How to remove a tick from a dog
Once you have spotted a tick on your dog, it is best to act quickly to remove it. You can remove it yourself, but make sure to be careful, as it is easy to accidentally leave some of the tick behind without the right equipment.
The best way to remove a tick is to use a specialist tool such as a tick fork or tick twister. These tools are available online and are usually pointed to help you get beneath the tick easily, as using hands or flat-headed tweezers to remove a tick usually results in squeezing the tick’s body, which can cause it to vomit into the wound, and potentially allow tickborne diseases to enter your dog’s system.
Similarly, covering the affected area with well-intentioned substances like Vaseline or rubbing alcohol can also make ticks regurgitate, so they should be kept away from the wound, too.
When using a tick fork or tick twister to remove a tick, be sure to use a twisting motion beneath the tick and the skin to pull the whole insect out, rather than a straight pull. A twisting technique will prevent any part of the tick from being left behind, as their small spines burrow into the skin so pulling the tick straight off can cause these spines to break off and stay in the skin. Once you have removed the tick, be sure to dispose of it securely by sealing it in a plastic bag or flushing it down the toilet, to ensure that it doesn’t come back to bother your dog again.

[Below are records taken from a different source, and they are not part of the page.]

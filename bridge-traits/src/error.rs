use thiserror::Error;

#[derive(Error, Debug)]
pub enum BridgeError {
    #[error("Bridge capability not available: {0}")]
    NotAvailable(String),

    #[error("Bridge operation failed: {0}")]
    OperationFailed(String),

    #[error("Request timed out after {0:?}")]
    Timeout(std::time::Duration),

    #[error("Operation cancelled")]
    Cancelled,

    #[error("IO error: {0}")]
    Io(#[from] std::io::Error),
}

impl BridgeError {
    /// Whether the failure is a cancellation rather than a real transport fault.
    pub fn is_cancelled(&self) -> bool {
        matches!(self, BridgeError::Cancelled)
    }
}

pub type Result<T> = std::result::Result<T, BridgeError>;
//! Runtime handles for code that may run outside async context.
//!
//! The logging sink layer uses these to forward entries whether or not the
//! emitting thread is inside a runtime.

pub use tokio::runtime::{Builder, Handle};

/// Drive `future` to completion on a throwaway current-thread runtime.
///
/// Returns an error instead of panicking when the runtime cannot be built.
/// Must not be called from inside a runtime.
pub fn block_on<F>(future: F) -> std::io::Result<F::Output>
where
    F: std::future::Future,
{
    let runtime = Builder::new_current_thread().enable_all().build()?;
    Ok(runtime.block_on(future))
}
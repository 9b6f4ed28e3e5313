//! Host navigation
//!
//! Starting a login sends the user agent to the provider's authorize page.
//! In a browser that is a location change; on desktop it is usually the system
//! browser. The core only needs to hand over the URL.

use async_trait::async_trait;

use crate::error::Result;

/// Sends the user agent to an external URL.
#[async_trait]
pub trait Navigator: Send + Sync {
    /// Navigate to `url`. The call returns once the host has accepted the
    /// request, not when the page finishes loading.
    async fn navigate(&self, url: &str) -> Result<()>;
}

/// Navigator that only records the last requested URL.
///
/// Useful for headless hosts that print the authorize link instead of
/// opening it.
#[derive(Debug, Default)]
pub struct RecordingNavigator {
    last: std::sync::Mutex<Option<String>>,
}

impl RecordingNavigator {
    pub fn new() -> Self {
        Self::default()
    }

    pub fn last_url(&self) -> Option<String> {
        self.last.lock().ok().and_then(|slot| slot.clone())
    }
}

#[async_trait]
impl Navigator for RecordingNavigator {
    async fn navigate(&self, url: &str) -> Result<()> {
        if let Ok(mut slot) = self.last.lock() {
            *slot = Some(url.to_string());
        }
        Ok(())
    }
}
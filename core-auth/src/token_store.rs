//! In-memory Token Store
//!
//! Holds the single current token set for this process together with a
//! generation counter. Every replacement or clear bumps the generation, which
//! lets asynchronous work started against one token detect that the session
//! moved on before it writes anything back.
//!
//! Tokens are never persisted. Locks are held only for the duration of a
//! field copy, never across an `.await`.
//!
//! ## Example
//!
//! ```
//! use core_auth::{OAuthTokens, TokenStore};
//! use chrono::Utc;
//!
//! let store = TokenStore::new();
//! let start = store.generation();
//!
//! let tokens = OAuthTokens::new("T".into(), "R".into(), 3600, Utc::now()).unwrap();
//! assert!(store.replace_if(start, tokens.clone()).is_some());
//!
//! // A result computed against the old generation is rejected.
//! assert!(store.replace_if(start, tokens).is_none());
//! ```

use crate::types::OAuthTokens;
use std::sync::{PoisonError, RwLock};
use tracing::trace;

#[derive(Debug, Default)]
struct TokenSlot {
    tokens: Option<OAuthTokens>,
    generation: u64,
}

/// Consistent read of the store.
#[derive(Debug, Clone)]
pub struct TokenSnapshot {
    pub tokens: Option<OAuthTokens>,
    pub generation: u64,
}

/// Process-memory token storage with generation tracking.
#[derive(Debug, Default)]
pub struct TokenStore {
    slot: RwLock<TokenSlot>,
}

impl TokenStore {
    pub fn new() -> Self {
        Self::default()
    }

    pub fn current(&self) -> Option<OAuthTokens> {
        self.read(|slot| slot.tokens.clone())
    }

    pub fn generation(&self) -> u64 {
        self.read(|slot| slot.generation)
    }

    pub fn snapshot(&self) -> TokenSnapshot {
        self.read(|slot| TokenSnapshot {
            tokens: slot.tokens.clone(),
            generation: slot.generation,
        })
    }

    pub fn is_present(&self) -> bool {
        self.read(|slot| slot.tokens.is_some())
    }

    /// Unconditionally store `tokens`. Returns the new generation.
    pub fn replace(&self, tokens: OAuthTokens) -> u64 {
        self.write(|slot| {
            slot.tokens = Some(tokens);
            slot.generation += 1;
            slot.generation
        })
    }

    /// Store `tokens` only if the generation is still `expected`.
    ///
    /// Returns the new generation, or `None` if the store changed since the
    /// caller observed it.
    pub fn replace_if(&self, expected: u64, tokens: OAuthTokens) -> Option<u64> {
        self.write(|slot| {
            if slot.generation != expected {
                trace!(
                    expected,
                    current = slot.generation,
                    "Discarding stale token write"
                );
                return None;
            }
            slot.tokens = Some(tokens);
            slot.generation += 1;
            Some(slot.generation)
        })
    }

    /// Drop the tokens. Returns the new generation.
    pub fn clear(&self) -> u64 {
        self.write(|slot| {
            slot.tokens = None;
            slot.generation += 1;
            slot.generation
        })
    }

    /// Drop the tokens only if the generation is still `expected`.
    pub fn clear_if(&self, expected: u64) -> Option<u64> {
        self.write(|slot| {
            if slot.generation != expected {
                return None;
            }
            slot.tokens = None;
            slot.generation += 1;
            Some(slot.generation)
        })
    }

    fn read<R>(&self, f: impl FnOnce(&TokenSlot) -> R) -> R {
        let slot = self.slot.read().unwrap_or_else(PoisonError::into_inner);
        f(&slot)
    }

    fn write<R>(&self, f: impl FnOnce(&mut TokenSlot) -> R) -> R {
        let mut slot = self.slot.write().unwrap_or_else(PoisonError::into_inner);
        f(&mut slot)
    }
}
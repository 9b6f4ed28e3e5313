//! Time and Logging Abstractions
//!
//! Injectable time source (token expiry is computed against it) and the sink
//! used to forward tracing output to a host logging pipeline.

use chrono::{DateTime, Duration as ChronoDuration, Utc};
use serde::{Deserialize, Serialize};
use std::collections::HashMap;
use std::sync::Mutex;

use crate::error::Result;

/// Time source trait
///
/// Abstracts system time so token expiry can be tested deterministically.
pub trait Clock: Send + Sync {
    /// Get current UTC time
    fn now(&self) -> DateTime<Utc>;

    /// Get current Unix timestamp in seconds
    fn unix_timestamp(&self) -> i64 {
        self.now().timestamp()
    }
}

/// System clock implementation using actual system time
#[derive(Debug, Clone, Default)]
pub struct SystemClock;

impl Clock for SystemClock {
    fn now(&self) -> DateTime<Utc> {
        Utc::now()
    }
}

/// Clock that only moves when told to.
#[derive(Debug)]
pub struct ManualClock {
    now: Mutex<DateTime<Utc>>,
}

impl ManualClock {
    pub fn new(start: DateTime<Utc>) -> Self {
        Self {
            now: Mutex::new(start),
        }
    }

    pub fn advance(&self, by: ChronoDuration) {
        if let Ok(mut now) = self.now.lock() {
            *now += by;
        }
    }

    pub fn set(&self, to: DateTime<Utc>) {
        if let Ok(mut now) = self.now.lock() {
            *now = to;
        }
    }
}

impl Clock for ManualClock {
    fn now(&self) -> DateTime<Utc> {
        self.now.lock().map(|now| *now).unwrap_or_else(|_| Utc::now())
    }
}

/// Log level
#[derive(Debug, Clone, Copy, PartialEq, Eq, PartialOrd, Ord, Serialize, Deserialize)]
pub enum LogLevel {
    Trace,
    Debug,
    Info,
    Warn,
    Error,
}

impl LogLevel {
    pub fn as_str(&self) -> &'static str {
        match self {
            LogLevel::Trace => "TRACE",
            LogLevel::Debug => "DEBUG",
            LogLevel::Info => "INFO",
            LogLevel::Warn => "WARN",
            LogLevel::Error => "ERROR",
        }
    }
}

/// Structured log entry
#[derive(Debug, Clone, Serialize, Deserialize)]
pub struct LogEntry {
    pub level: LogLevel,
    pub timestamp: DateTime<Utc>,
    /// Target module/component
    pub target: String,
    pub message: String,
    pub fields: HashMap<String, String>,
    pub span_id: Option<String>,
}

impl LogEntry {
    pub fn new(level: LogLevel, target: impl Into<String>, message: impl Into<String>) -> Self {
        Self {
            level,
            timestamp: Utc::now(),
            target: target.into(),
            message: message.into(),
            fields: HashMap::new(),
            span_id: None,
        }
    }

    pub fn with_field(mut self, key: impl Into<String>, value: impl Into<String>) -> Self {
        self.fields.insert(key.into(), value.into());
        self
    }

    pub fn with_span_id(mut self, span_id: impl Into<String>) -> Self {
        self.span_id = Some(span_id.into());
        self
    }
}

/// Logger sink trait
///
/// Forwards structured logs to a host logging pipeline. Implementations must
/// not re-emit values that look like credentials; the forwarding layer in
/// `core-runtime` already redacts token-named fields before they get here.
#[async_trait::async_trait]
pub trait LoggerSink: Send + Sync {
    /// Forward a log entry to the host logging system
    async fn log(&self, entry: LogEntry) -> Result<()>;

    async fn flush(&self) -> Result<()> {
        Ok(())
    }

    /// Entries below this level are dropped before they are built.
    fn min_level(&self) -> LogLevel {
        LogLevel::Info
    }
}

/// Console logger for development
#[derive(Debug, Clone)]
pub struct ConsoleLogger {
    pub min_level: LogLevel,
}

impl Default for ConsoleLogger {
    fn default() -> Self {
        Self {
            min_level: LogLevel::Info,
        }
    }
}

#[async_trait::async_trait]
impl LoggerSink for ConsoleLogger {
    async fn log(&self, entry: LogEntry) -> Result<()> {
        if entry.level >= self.min_level {
            println!(
                "[{}] {} {}: {}",
                entry.timestamp.format("%Y-%m-%d %H:%M:%S%.3f"),
                entry.level.as_str(),
                entry.target,
                entry.message
            );

            if !entry.fields.is_empty() {
                println!("  Fields: {:?}", entry.fields);
            }
        }
        Ok(())
    }

    fn min_level(&self) -> LogLevel {
        self.min_level
    }
}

After removing the tick, it is important to clean the area with a topical antiseptic to prevent infection and inflammation. Washing the area with clean, warm water can also help to ease any discomfort that your dog is feeling post-removal. It is a good idea to keep an eye on your dog in the following weeks to check for the signs of Lyme Disease. If your dog seems restless or stiffer than usual, schedule an appointment with your vet for a check-up. However, if you see any swelling around the lymph nodes, which would be seen around the shoulders and under the jaw, then it’s important to take your dog to the vet as soon as possible.
While most tick bites are relatively harmless, erring on the side of caution and consulting a professional is always wise.